According to the researchers, there is a lack of concrete figures about how often discrimination occurs, in what form and on what grounds, in almost all domains of healthcare. This applies in particular to discrimination experienced by patients. Figures are known about discrimination experienced by professionals, but they do not indicate the grounds for discrimination. The researchers also note that knowledge about discrimination is often fragmented and not always clearly visible, which hinders effective combating. This is because discrimination and racism are often not mentioned by name, but are referred to with terms such as ‘inclusion’ and ‘positive culture’.

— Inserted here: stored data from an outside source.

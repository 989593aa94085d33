/// Static one-to-many channel expansion table.
///
/// Some exchanges acknowledge a *logical* channel ("full", "l2") but
/// emit data under several *physical* channel names. This table maps
/// the former to the latter.
///
/// Tables are built in `const` context, so a logical name without
/// physical targets, or a logical name listed twice, fails the build
/// instead of surfacing at runtime.
///
#[derive(Debug, Clone, Copy)]
pub struct ExpansionTable {
    entries: &'static [(&'static str, &'static [&'static str])],
}

impl ExpansionTable {
    pub const fn new(entries: &'static [(&'static str, &'static [&'static str])]) -> Self {
        let mut i = 0;
        while i < entries.len() {
            assert!(
                !entries[i].1.is_empty(),
                "expansion table entry has no physical channels"
            );

            let mut j = i + 1;
            while j < entries.len() {
                assert!(
                    !str_eq(entries[i].0, entries[j].0),
                    "expansion table lists a logical channel twice"
                );
                j += 1;
            }
            i += 1;
        }

        Self { entries }
    }

    /// Physical channel names for `logical`, in table order.
    pub fn expand(&self, logical: &str) -> Option<&'static [&'static str]> {
        self.entries
            .iter()
            .find(|(name, _)| *name == logical)
            .map(|(_, physical)| *physical)
    }

    pub fn logical_names(&self) -> impl Iterator<Item = &'static str> + '_ {
        self.entries.iter().map(|(name, _)| *name)
    }
}

const fn str_eq(a: &str, b: &str) -> bool {
    let a = a.as_bytes();
    let b = b.as_bytes();
    if a.len() != b.len() {
        return false;
    }

    let mut i = 0;
    while i < a.len() {
        if a[i] != b[i] {
            return false;
        }
        i += 1;
    }
    true
}
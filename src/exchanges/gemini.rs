use serde::Deserialize;
use serde_json::Value;

use crate::{
    error::{NormalizeError, Result},
    schema::CanonicalFilter,
};

use super::{
    Exchange,
    expansion::ExpansionTable,
    mapper::{SubscriptionMapper, decode, discriminator_is},
};

/// Gemini subscription mapper (market data v2)
///
/// https://docs.gemini.com/websocket-api/#market-data-version-2
///
/// The only subscription type, "l2", delivers trades, level 2
/// updates and auction events.
#[derive(Debug, Clone, Copy, Default)]
pub struct GeminiMapper;

pub const CHANNELS: ExpansionTable = ExpansionTable::new(&[
    ("l2", &["trade", "l2_updates", "auction_open", "auction_indicative", "auction_result"]),
]);

#[derive(Debug, Deserialize)]
struct SubscribeMessage {
    subscriptions: Vec<Subscription>,
}

#[derive(Debug, Deserialize)]
struct Subscription {
    name: String,
    #[serde(default)]
    symbols: Option<Vec<String>>,
}

impl SubscriptionMapper for GeminiMapper {

    fn exchange(&self) -> Exchange {
        Exchange::Gemini
    }

    fn can_handle(&self, message: &Value) -> bool {
        discriminator_is(message, &["type"], "subscribe")
    }

    fn map(&self, message: &Value) -> Result<Vec<CanonicalFilter>> {
        let msg: SubscribeMessage = decode(self.exchange(), message)?;
        let mut filters = Vec::new();

        for sub in msg.subscriptions {
            let physical = CHANNELS
                .expand(&sub.name)
                .ok_or_else(|| NormalizeError::unknown_channel(self.exchange(), &sub.name))?;

            filters.extend(physical.iter().map(|channel| CanonicalFilter {
                channel: channel.to_string(),
                symbols: sub.symbols.clone(),
            }));
        }

        Ok(filters)
    }
}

The researchers also note that there are major differences in which grounds for discrimination have been investigated and which have not. For example, discrimination on the grounds of disability, religion, sex and gender are the least investigated. Research that has been done usually deals with discrimination on the basis of origin or sexual preference. Often the research is not about discrimination, but about whether the care is appropriate for these patients.

Equal opportunities

There is also little insight into the prevalence of patients who refuse healthcare professionals, discrimination between patients, discrimination at the institutional level and how healthcare institutions deal with discrimination. It should also be investigated to what extent healthcare professionals themselves suffer from (unconscious) prejudices and stereotypes and to what extent this influences healthcare.

Minister Conny Helder of Long-term Care and Sport will respond substantively to the results of the study before the summer, she says in a letter to the House of Representatives. She says it is important that the government and the healthcare sector are committed to promoting equal opportunities and combating discrimination.